Dans un monde où on pousse à ne pas sortir du cadre, à édulcorer et suivre le mouvement, à tirer des ficelles toujours de la même manière, Gillian McAllister a décidé de déchirer les règles du jeu et de les recoller à sa façon. Après minuit est bien en partie un thriller domestique et une histoire d’enquête, sauf que son principe fondateur change complément la donne. Il fallait oser et maîtriser cette alchimie inédite et instable. C’est réussi avec brio.
Réveil en arrière
Juste après minuit, Jen attend son fils qui vient juste d’avoir dix-huit ans, avec l’appréhension d’une mère d’adolescent. Elle le voit arriver de loin, croiser un homme et le poignarder brutalement à trois reprises. Todd, encore un gamin, un peu surdoué, qui a toujours été facile à vivre, est arrêté. C’est le cauchemar pour Jen et son mari. Nous sommes le 30 octobre 2022.

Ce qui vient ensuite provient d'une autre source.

use thiserror::Error;

pub type HrResult<T> = Result<T, HrError>;

#[derive(Debug, Error, Clone, PartialEq, Eq)]
pub enum HrError {
    #[error("unknown page {0}")]
    UnknownPage(String),
    #[error("invalid month {year}-{month}")]
    InvalidMonth { year: i32, month: u32 },
    #[error("invalid filter: {0}")]
    InvalidFilter(String),
    #[error("{kind} {id} not found")]
    RecordNotFound { kind: &'static str, id: String },
    #[error("leave request {0} has already been decided")]
    AlreadyDecided(String),
    #[error("profile is not in edit mode")]
    NotEditing,
    #[error("field {0} is read-only")]
    ReadOnlyField(String),
    #[error("{0}")]
    Validation(String),
    #[error("failed to render page: {0}")]
    Render(String),
}

impl HrError {
    pub fn not_found(kind: &'static str, id: impl Into<String>) -> Self {
        Self::RecordNotFound {
            kind,
            id: id.into(),
        }
    }

    /// True for lookups that failed because nothing matched.
    pub fn is_not_found(&self) -> bool {
        matches!(self, Self::UnknownPage(_) | Self::RecordNotFound { .. })
    }
}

Nuit, réveil. Jen émerge. Se lève. Et croise son fils et son mari hilares, alors que le premier devrait être en cellule. Les deux ne semblent pas comprendre la réaction de la mère. Incompréhension totale, jusqu’à ce qu’elle regarde son téléphone : il est 8 heures, le 29 octobre 2022, soit la veille au matin du drame. Et elle se souvient de tout. C’est totalement impossible, et pourtant c’est bien le cas ! Jen peut tenter d’agir avant l’horreur…
L’histoire d’une famille
Cette idée rappelle le film Un jour sans fin et le chef-d’œuvre absolu qu’est le roman Replay de Ken Grimwood. Sauf que Gillian McAllister va réellement se réapproprier ce concept de rebours pour le traiter de manière originale, en trouvant sa propre voie (voix). Il serait criminel d’en dire davantage, mais ce retour en arrière la veille de la tragédie n’est que la première des innombrables surprises de l’histoire.

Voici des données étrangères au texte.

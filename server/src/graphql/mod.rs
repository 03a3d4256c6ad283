mod roles;

use async_graphql::{
    Context, EmptyMutation, EmptySubscription, ErrorExtensions, Object, Schema, SimpleObject,
};
use chrono::NaiveDate;
use platform_api::{ApiError, ApiResult};
use products_hr::{HrError, HrModule, MonthGrid, PageInfo, Role};
use serde::Serialize;
use tracing::instrument;

pub use roles::{AdminQuery, AuditorQuery, EmployeeQuery, HrQuery, ManagerQuery, TrainerQuery};

pub type SchemaType = Schema<QueryRoot, EmptyMutation, EmptySubscription>;

/// Shared request data: the dashboard pinned to its configured date.
#[derive(Clone, Debug)]
pub struct GraphqlData {
    pub module: HrModule,
    pub org_name: String,
}

pub fn build_schema(data: GraphqlData) -> SchemaType {
    Schema::build(QueryRoot, EmptyMutation, EmptySubscription)
        .data(data)
        .finish()
}

pub(crate) fn graphql_data<'a>(ctx: &Context<'a>) -> async_graphql::Result<&'a GraphqlData> {
    ctx.data::<GraphqlData>()
}

pub fn api_error(err: HrError) -> ApiError {
    match err {
        HrError::Render(message) => ApiError::internal(anyhow::anyhow!(message)),
        err if err.is_not_found() => ApiError::not_found(err.to_string()),
        err => ApiError::invalid(err.to_string()),
    }
}

/// [`api_error`] as a GraphQL error carrying its code.
pub(crate) fn graphql_error(err: HrError) -> async_graphql::Error {
    api_error(err).extend()
}

#[derive(Default)]
pub struct QueryRoot;

#[Object]
impl QueryRoot {
    #[instrument(name = "graphql.health", skip_all)]
    async fn health(&self) -> ApiResult<HealthPayload> {
        Ok(HealthPayload { ok: true })
    }

    #[instrument(name = "graphql.version", skip_all)]
    async fn version(&self) -> ApiResult<String> {
        Ok(env!("CARGO_PKG_VERSION").to_string())
    }

    #[instrument(name = "graphql.organization", skip_all)]
    async fn organization(&self, ctx: &Context<'_>) -> async_graphql::Result<OrganizationPayload> {
        let data = graphql_data(ctx)?;
        Ok(OrganizationPayload {
            name: data.org_name.clone(),
            as_of: data.module.as_of(),
        })
    }

    /// Navigation entries, optionally for one role.
    #[instrument(name = "graphql.pages", skip(self, ctx))]
    async fn pages(
        &self,
        ctx: &Context<'_>,
        role: Option<Role>,
    ) -> async_graphql::Result<Vec<PageInfo>> {
        Ok(graphql_data(ctx)?.module.pages(role))
    }

    #[instrument(name = "graphql.calendar", skip(self, ctx))]
    async fn calendar(
        &self,
        ctx: &Context<'_>,
        year: i32,
        month: u32,
    ) -> async_graphql::Result<MonthGrid> {
        graphql_data(ctx)?
            .module
            .calendar(year, month)
            .map_err(graphql_error)
    }

    async fn admin(&self) -> AdminQuery {
        AdminQuery
    }

    async fn hr(&self) -> HrQuery {
        HrQuery
    }

    async fn manager(&self) -> ManagerQuery {
        ManagerQuery
    }

    async fn employee(&self) -> EmployeeQuery {
        EmployeeQuery
    }

    async fn auditor(&self) -> AuditorQuery {
        AuditorQuery
    }

    async fn trainer(&self) -> TrainerQuery {
        TrainerQuery
    }
}

#[derive(Clone, Debug, SimpleObject, Serialize)]
pub struct HealthPayload {
    pub ok: bool,
}

#[derive(Clone, Debug, SimpleObject, Serialize)]
pub struct OrganizationPayload {
    pub name: String,
    pub as_of: NaiveDate,
}

#[cfg(test)]
mod tests {
    use super::*;
    use async_graphql::Request;
    use serde_json::json;

    pub(crate) fn test_schema() -> SchemaType {
        let as_of = NaiveDate::from_ymd_opt(2025, 3, 14).unwrap();
        build_schema(GraphqlData {
            module: HrModule::new(as_of),
            org_name: "Acme Corp".into(),
        })
    }

    #[tokio::test]
    async fn health_query_returns_ok() {
        let schema = test_schema();
        let response = schema.execute(Request::new("{ health { ok } }")).await;
        assert!(response.errors.is_empty());
        let body = response.data.into_json().unwrap();
        assert_eq!(body, json!({"health": {"ok": true}}));
    }

    #[tokio::test]
    async fn organization_reports_pinned_date() {
        let response = test_schema()
            .execute(Request::new("{ organization { name asOf } }"))
            .await;
        assert!(response.errors.is_empty(), "{:?}", response.errors);
        let body = response.data.into_json().unwrap();
        assert_eq!(
            body,
            json!({"organization": {"name": "Acme Corp", "asOf": "2025-03-14"}})
        );
    }

    #[tokio::test]
    async fn pages_filter_by_role() {
        let response = test_schema()
            .execute(Request::new("{ pages(role: AUDITOR) { slug role } }"))
            .await;
        assert!(response.errors.is_empty(), "{:?}", response.errors);
        let body = response.data.into_json().unwrap();
        let pages = body["pages"].as_array().unwrap();
        assert_eq!(pages.len(), 3);
        assert!(pages.iter().all(|p| p["role"] == "AUDITOR"));
    }

    #[tokio::test]
    async fn calendar_counts_leading_blanks() {
        let response = test_schema()
            .execute(Request::new(
                "{ calendar(year: 2024, month: 2) { leadingBlanks daysInMonth } }",
            ))
            .await;
        assert!(response.errors.is_empty(), "{:?}", response.errors);
        let body = response.data.into_json().unwrap();
        assert_eq!(
            body,
            json!({"calendar": {"leadingBlanks": 4, "daysInMonth": 29}})
        );
    }

    #[tokio::test]
    async fn invalid_month_is_bad_input() {
        let response = test_schema()
            .execute(Request::new("{ calendar(year: 2025, month: 13) { daysInMonth } }"))
            .await;
        assert_eq!(response.errors.len(), 1);
        let code = response.errors[0]
            .extensions
            .as_ref()
            .and_then(|ext| ext.get("code"))
            .cloned();
        assert_eq!(code, Some(async_graphql::Value::from("INVALID_INPUT")));
    }

    #[test]
    fn domain_errors_map_to_codes() {
        assert_eq!(api_error(HrError::UnknownPage("x".into())).code(), "NOT_FOUND");
        assert_eq!(api_error(HrError::NotEditing).code(), "INVALID_INPUT");
        assert_eq!(api_error(HrError::Render("boom".into())).code(), "INTERNAL");
    }
}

Que les amateurs de thrillers restent parmi nous, c’en est vraiment un. Que ceux qui sont à la recherche de drames familiaux tout autant, on est en plein dedans. L’idée maîtresse n’est pas une fin en soi mais un moyen, celui de raconter une histoire, celle d’un couple et de leur fils. De manière atypique.
Bien pensé
Laissez-vous porter, acceptez le principe, et vous vibrerez à cette lecture formidable. L’autrice a réfléchi son principe avec minutie, pourtant il est particulièrement casse-gueule. Tout doit pouvoir s’imbriquer, et l’intrigue ne doit pas se répéter.
Le travail réalisé est juste parfait, parce qu’il s’appuie avant tout sur les personnages et sur les émotions. Aucune théorique complexe ou fumeuse pour expliquer ce qui arrive, ce n’est pas la vision de l’écrivaine. Elle veut avant tout parler, de manière singulière, des relations de ces deux adultes et de celui qui sort à peine de l’adolescence.
Et si c’était à refaire ?
Et si c’était à refaire, que feriez-vous ? Que changeriez-vous ? Quel comportement auriez-vous si vous saviez ?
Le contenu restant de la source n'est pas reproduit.